5. Decimals can be renamed as other decimals or fractions. For example, 800/1000 or 0.800 can be renamed as 80/100 or 0.80. It can also be renamed as 8/10 or 0.8
   Take note that
   0.5 or 0.50 or 0.500 are all equal to 1/2
   0.25 or 0.250 are both equal 1/4
   0.75 and 0.750 are equal to 3/4

We can use a thousands grid to model decimals.

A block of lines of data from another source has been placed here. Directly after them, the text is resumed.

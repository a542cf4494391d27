//! Windows executable packaging.
//!
//! # Supported Formats
//!
//! - **Single-file executable (.exe)**: via [`pyinstaller`], zipped for distribution
//!
//! # Build Requirements
//!
//! | Format | Required Tools | Download |
//! |--------|----------------|----------|
//! | .exe (PyInstaller) | Python 3.8+ on Windows | PyInstaller source auto-downloaded |

pub mod pyinstaller;
//! Command line argument parsing and validation.
//!
//! This module provides CLI argument parsing using clap, with environment
//! variable fallbacks for CI use.

use crate::bundler::{
    Result as BundleResult, Settings, SettingsBuilder, ToolsetSettings,
    settings::{DEFAULT_PRODUCT_NAME, DEFAULT_PYINSTALLER_VERSION},
};
use clap::Parser;
use std::path::PathBuf;

/// Windows executable packager for brigadier
#[derive(Parser, Debug)]
#[command(
    name = "brigadier_bundler",
    version,
    about = "Builds a standalone Windows executable of brigadier with PyInstaller",
    long_about = "Builds a single-file brigadier.exe with a pinned PyInstaller release and archives it.

Reads VERSION and the brigadier script from the work directory, downloads PyInstaller
(cached as pyinstaller.zip), writes brigadier-<version>.zip and prints its SHA-1.

Usage:
  brigadier_bundler
  brigadier_bundler --work-dir C:\\src\\brigadier --python C:\\Python312\\python.exe

Must run on Windows. Exit code 0 = archive guaranteed to exist in the work directory."
)]
pub struct Args {
    /// Directory containing VERSION and the entry-point script
    #[arg(
        short = 'C',
        long,
        value_name = "DIR",
        env = "BRIGADIER_WORK_DIR",
        default_value = "."
    )]
    pub work_dir: PathBuf,

    /// Python interpreter used to run PyInstaller (default: first of python, py, python3 on PATH)
    #[arg(long, value_name = "PATH", env = "BRIGADIER_PYTHON")]
    pub python: Option<PathBuf>,

    /// PyInstaller release to download
    #[arg(
        long,
        value_name = "VERSION",
        env = "BRIGADIER_PYINSTALLER_VERSION",
        default_value = DEFAULT_PYINSTALLER_VERSION
    )]
    pub pyinstaller_version: String,

    /// Product name, used for the executable and archive names
    #[arg(long, value_name = "NAME", default_value = DEFAULT_PRODUCT_NAME)]
    pub product_name: String,

    /// Entry-point script, relative to the work directory (default: the product name)
    #[arg(long, value_name = "PATH")]
    pub script: Option<PathBuf>,

    /// Show detail lines and debug logs
    #[arg(short, long, conflicts_with = "quiet")]
    pub verbose: bool,

    /// Suppress progress output (the final report is always printed)
    #[arg(short, long)]
    pub quiet: bool,
}

impl Args {
    /// Parse command line arguments
    pub fn parse_args() -> Self {
        Self::parse()
    }

    /// Validate arguments for consistency
    pub fn validate(&self) -> Result<(), String> {
        if self.product_name.trim().is_empty() {
            return Err("Product name cannot be empty".to_string());
        }

        if self.pyinstaller_version.trim().is_empty() {
            return Err("PyInstaller version cannot be empty".to_string());
        }

        if self
            .pyinstaller_version
            .chars()
            .any(|c| c == '/' || c.is_whitespace())
        {
            return Err(format!(
                "Invalid PyInstaller version: {}",
                self.pyinstaller_version
            ));
        }

        Ok(())
    }

    /// Bundler settings described by these arguments
    pub fn settings(&self) -> BundleResult<Settings> {
        let mut builder = SettingsBuilder::new()
            .work_dir(&self.work_dir)
            .product_name(self.product_name.trim())
            .toolset(ToolsetSettings {
                version: self.pyinstaller_version.trim().to_string(),
                ..Default::default()
            });

        if let Some(python) = &self.python {
            builder = builder.python(python);
        }
        if let Some(script) = &self.script {
            builder = builder.entry_script(script);
        }

        builder.build()
    }

    /// Default log filter when `RUST_LOG` is unset
    pub fn log_filter(&self) -> &'static str {
        if self.quiet {
            "warn"
        } else if self.verbose {
            "debug"
        } else {
            "info"
        }
    }
}

/// Configuration derived from command line arguments
#[derive(Debug, Clone)]
pub struct RuntimeConfig {
    /// Output manager for terminal output
    output: super::OutputManager,
}

impl From<&Args> for RuntimeConfig {
    fn from(args: &Args) -> Self {
        let output = super::OutputManager::new(args.verbose, args.quiet);

        Self { output }
    }
}

impl RuntimeConfig {
    /// Get a reference to the output manager
    pub fn output(&self) -> &super::OutputManager {
        &self.output
    }

    /// Print verbose message if in verbose mode
    pub fn verbose_println(&self, message: &str) -> std::io::Result<()> {
        self.output.verbose(message)
    }

    /// Print success message if not in quiet mode
    pub fn success(&self, message: &str) -> std::io::Result<()> {
        self.output.success(message)
    }

    /// Print section header
    pub fn section(&self, title: &str) -> std::io::Result<()> {
        self.output.section(title)
    }
}
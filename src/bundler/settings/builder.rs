//! Builder for constructing Settings.

use super::{PackageSettings, Settings, ToolsetSettings};
use crate::bundler::error::ErrorExt;
use path_absolutize::Absolutize;
use std::path::{Path, PathBuf};

/// Builder for constructing [`Settings`].
///
/// # Examples
///
/// ```no_run
/// use brigadier_bundler::bundler::{SettingsBuilder, ToolsetSettings};
///
/// # fn example() -> brigadier_bundler::bundler::Result<()> {
/// let settings = SettingsBuilder::new()
///     .work_dir(".")
///     .toolset(ToolsetSettings {
///         version: "6.10.0".into(),
///         ..Default::default()
///     })
///     .build()?;
/// # Ok(())
/// # }
/// ```
#[derive(Default)]
pub struct SettingsBuilder {
    work_dir: Option<PathBuf>,
    package: PackageSettings,
    toolset: ToolsetSettings,
    python: Option<PathBuf>,
    host_os: Option<String>,
}

impl SettingsBuilder {
    /// Creates a new settings builder.
    pub fn new() -> Self {
        Default::default()
    }

    /// Sets the work directory holding `VERSION` and the entry script.
    ///
    /// Default: the current directory
    pub fn work_dir<P: AsRef<Path>>(mut self, path: P) -> Self {
        self.work_dir = Some(path.as_ref().to_path_buf());
        self
    }

    /// Sets the product name.
    pub fn product_name(mut self, name: impl Into<String>) -> Self {
        self.package.product_name = name.into();
        self
    }

    /// Sets the entry-point script, relative to the work directory.
    ///
    /// Default: `<work_dir>/<product_name>`
    pub fn entry_script<P: AsRef<Path>>(mut self, path: P) -> Self {
        self.package.entry_script = Some(path.as_ref().to_path_buf());
        self
    }

    /// Sets PyInstaller source settings.
    pub fn toolset(mut self, toolset: ToolsetSettings) -> Self {
        self.toolset = toolset;
        self
    }

    /// Sets the interpreter used to run PyInstaller.
    ///
    /// Default: discovered on `PATH`
    pub fn python<P: AsRef<Path>>(mut self, path: P) -> Self {
        self.python = Some(path.as_ref().to_path_buf());
        self
    }

    /// Overrides the detected host OS.
    ///
    /// Default: `std::env::consts::OS`
    pub fn host_os(mut self, os: impl Into<String>) -> Self {
        self.host_os = Some(os.into());
        self
    }

    /// Builds the settings.
    ///
    /// # Errors
    ///
    /// Returns an error if the product name is empty, the toolset version is
    /// empty, or the work directory cannot be made absolute.
    pub fn build(self) -> crate::bundler::Result<Settings> {
        let product_name = self.package.product_name.trim();
        if product_name.is_empty() || product_name.contains(['/', '\\']) {
            crate::bail!("invalid product name: {:?}", self.package.product_name);
        }
        if self.toolset.version.trim().is_empty() {
            crate::bail!("PyInstaller version must not be empty");
        }
        if !self.toolset.url_template.contains("{version}") {
            crate::bail!("PyInstaller URL template must contain {{version}}");
        }

        let work_dir = self.work_dir.unwrap_or_else(|| PathBuf::from("."));
        let work_dir = work_dir
            .absolutize()
            .fs_context("resolving work directory", &work_dir)?
            .into_owned();

        let host_os = self
            .host_os
            .unwrap_or_else(|| std::env::consts::OS.to_string());

        Ok(Settings::new(
            self.package,
            self.toolset,
            work_dir,
            self.python,
            host_os,
        ))
    }
}

#[cfg(test)]
mod tests {
    use super::*;

    #[test]
    fn paths_derive_from_work_dir() {
        let settings = SettingsBuilder::new()
            .work_dir("/tmp/brig")
            .build()
            .unwrap();

        let root = Path::new("/tmp/brig");
        assert_eq!(settings.version_file(), root.join("VERSION"));
        assert_eq!(settings.entry_script(), root.join("brigadier"));
        assert_eq!(settings.toolset_archive_path(), root.join("pyinstaller.zip"));
        assert_eq!(settings.dist_dir("2.0"), root.join("brigadier-2.0"));
        assert_eq!(settings.build_dir(), root.join("build"));
        assert_eq!(settings.output_archive_path("2.0"), root.join("brigadier-2.0.zip"));
        assert_eq!(settings.archive_entry_name("2.0"), "brigadier-2.0/brigadier.exe");
    }

    #[test]
    fn entry_script_overrides_product_default() {
        let settings = SettingsBuilder::new()
            .work_dir("/tmp/brig")
            .entry_script("scripts/brigadier.py")
            .build()
            .unwrap();

        assert_eq!(settings.entry_script(), Path::new("/tmp/brig/scripts/brigadier.py"));
        assert_eq!(settings.exe_name(), "brigadier.exe");
    }

    #[test]
    fn relative_work_dir_is_absolutized() {
        let settings = SettingsBuilder::new().work_dir("sub").build().unwrap();
        assert!(settings.work_dir().is_absolute());
        assert!(settings.work_dir().ends_with("sub"));
    }

    #[test]
    fn rejects_empty_product_name() {
        assert!(SettingsBuilder::new().product_name("  ").build().is_err());
    }

    #[test]
    fn rejects_template_without_placeholder() {
        let result = SettingsBuilder::new()
            .toolset(ToolsetSettings {
                url_template: "https://example.invalid/pyinstaller.zip".into(),
                ..Default::default()
            })
            .build();
        assert!(result.is_err());
    }

    #[test]
    fn host_os_defaults_to_current() {
        let settings = SettingsBuilder::new().build().unwrap();
        assert_eq!(settings.host_os(), std::env::consts::OS);
    }
}
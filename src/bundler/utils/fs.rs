//! File system utilities for bundling.
//!
//! Idempotent removal helpers used by the cleanup step.

use crate::bundler::error::{ErrorExt, Result};
use std::{
    io,
    path::{Path, PathBuf},
};
use tokio::fs;

/// Removes the directory and its contents if it exists.
///
/// Returns whether anything was removed.
pub async fn remove_dir_all(path: &Path) -> Result<bool> {
    match fs::remove_dir_all(path).await {
        Ok(()) => Ok(true),
        Err(e) if e.kind() == io::ErrorKind::NotFound => Ok(false),
        Err(e) => Err(e).fs_context("removing directory", path),
    }
}

/// Removes every regular file directly inside `dir` whose name starts with `prefix`.
///
/// Subdirectories are neither descended into nor removed. Returns the removed paths.
pub async fn remove_files_with_prefix(dir: &Path, prefix: &str) -> Result<Vec<PathBuf>> {
    let dir = dir.to_path_buf();
    let prefix = prefix.to_string();

    let matches = tokio::task::spawn_blocking(move || -> Result<Vec<PathBuf>> {
        let mut matches = Vec::new();
        for entry in walkdir::WalkDir::new(&dir).min_depth(1).max_depth(1) {
            let entry = entry?;
            if !entry.file_type().is_file() {
                continue;
            }
            if entry.file_name().to_string_lossy().starts_with(&prefix) {
                matches.push(entry.into_path());
            }
        }
        Ok(matches)
    })
    .await
    .map_err(|e| {
        crate::bundler::Error::GenericError(format!("Directory scan task panicked: {}", e))
    })??;

    for path in &matches {
        fs::remove_file(path)
            .await
            .fs_context("removing log file", path)?;
    }

    Ok(matches)
}

#[cfg(test)]
mod tests {
    use super::*;

    #[tokio::test]
    async fn remove_dir_all_ignores_missing() {
        let tmp = tempfile::tempdir().unwrap();
        assert!(!remove_dir_all(&tmp.path().join("absent")).await.unwrap());
    }

    #[tokio::test]
    async fn remove_dir_all_removes_tree() {
        let tmp = tempfile::tempdir().unwrap();
        let nested = tmp.path().join("a/b");
        std::fs::create_dir_all(&nested).unwrap();
        std::fs::write(nested.join("f"), b"x").unwrap();

        assert!(remove_dir_all(&tmp.path().join("a")).await.unwrap());
        assert!(!tmp.path().join("a").exists());
    }

    #[tokio::test]
    async fn prefix_removal_only_touches_matching_top_level_files() {
        let tmp = tempfile::tempdir().unwrap();
        let root = tmp.path();
        std::fs::write(root.join("logdict3.12.final.0-1.log"), b"").unwrap();
        std::fs::write(root.join("logdict"), b"").unwrap();
        std::fs::write(root.join("keep.log"), b"").unwrap();
        std::fs::create_dir(root.join("logdict-dir")).unwrap();
        std::fs::create_dir(root.join("sub")).unwrap();
        std::fs::write(root.join("sub/logdict.log"), b"").unwrap();

        let removed = remove_files_with_prefix(root, "logdict").await.unwrap();

        assert_eq!(removed.len(), 2);
        assert!(!root.join("logdict3.12.final.0-1.log").exists());
        assert!(!root.join("logdict").exists());
        assert!(root.join("keep.log").exists());
        assert!(root.join("logdict-dir").is_dir());
        assert!(root.join("sub/logdict.log").exists());
    }
}
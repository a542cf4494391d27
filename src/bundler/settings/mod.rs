//! Configuration structures for the packaging pipeline.
//!
//! All paths the pipeline touches are derived from a single work directory,
//! so a [`Settings`] value fully describes one run.

mod builder;
mod core;
mod package;
mod toolset;

pub use builder::SettingsBuilder;
pub use core::Settings;
pub use package::PackageSettings;
pub use toolset::{
    DEFAULT_ARCHIVE_NAME, DEFAULT_PYINSTALLER_URL_TEMPLATE, DEFAULT_PYINSTALLER_VERSION,
    ToolsetSettings,
};

/// Product packaged by default.
pub const DEFAULT_PRODUCT_NAME: &str = "brigadier";

/// Name of the file holding the product version.
pub const VERSION_FILE_NAME: &str = "VERSION";

/// Scratch directory PyInstaller leaves behind.
pub const BUILD_DIR_NAME: &str = "build";

/// Prefix of the log files PyInstaller drops into the work directory.
pub const LOG_FILE_PREFIX: &str = "logdict";

/// The only host OS PyInstaller can produce Windows executables on.
pub const REQUIRED_HOST_OS: &str = "windows";
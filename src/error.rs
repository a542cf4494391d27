//! Top-level error types for the CLI.
//!
//! Pipeline failures arrive as [`crate::bundler::Error`]; this module wraps
//! them together with argument errors for reporting.

use thiserror::Error;

/// Result type alias for CLI operations
pub type Result<T> = std::result::Result<T, BundlerError>;

/// Main error type surfaced by the binary
#[derive(Error, Debug)]
pub enum BundlerError {
    /// CLI argument errors
    #[error("CLI error: {0}")]
    Cli(#[from] CliError),

    /// IO errors
    #[error("IO error: {0}")]
    Io(#[from] std::io::Error),

    /// Bundler errors
    #[error("{0}")]
    Bundler(#[from] crate::bundler::Error),

    /// Generic errors from anyhow
    #[error("{0}")]
    Anyhow(#[from] anyhow::Error),
}

/// CLI-specific errors
#[derive(Error, Debug)]
pub enum CliError {
    /// Invalid command line arguments
    #[error("Invalid arguments: {reason}")]
    InvalidArguments {
        /// Reason for the error
        reason: String,
    },
}

impl BundlerError {
    /// Process exit status for this error.
    ///
    /// Every failure, including running on an unsupported host, exits with 1.
    pub fn exit_code(&self) -> i32 {
        1
    }
}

The following shaded grid can be used to represent the number 3.146

We can also use base ten blocks to model decimals.
The following can be used to represent the number 3.231

Meter sticks can also be used to represent decimals. Measuring to the nearest millimeter is one thousandths of a meter. Centimeters are hundredths of a meter and decimeters are tenths of a meter.

Model Decimals
Model decimals on grids and on number lines.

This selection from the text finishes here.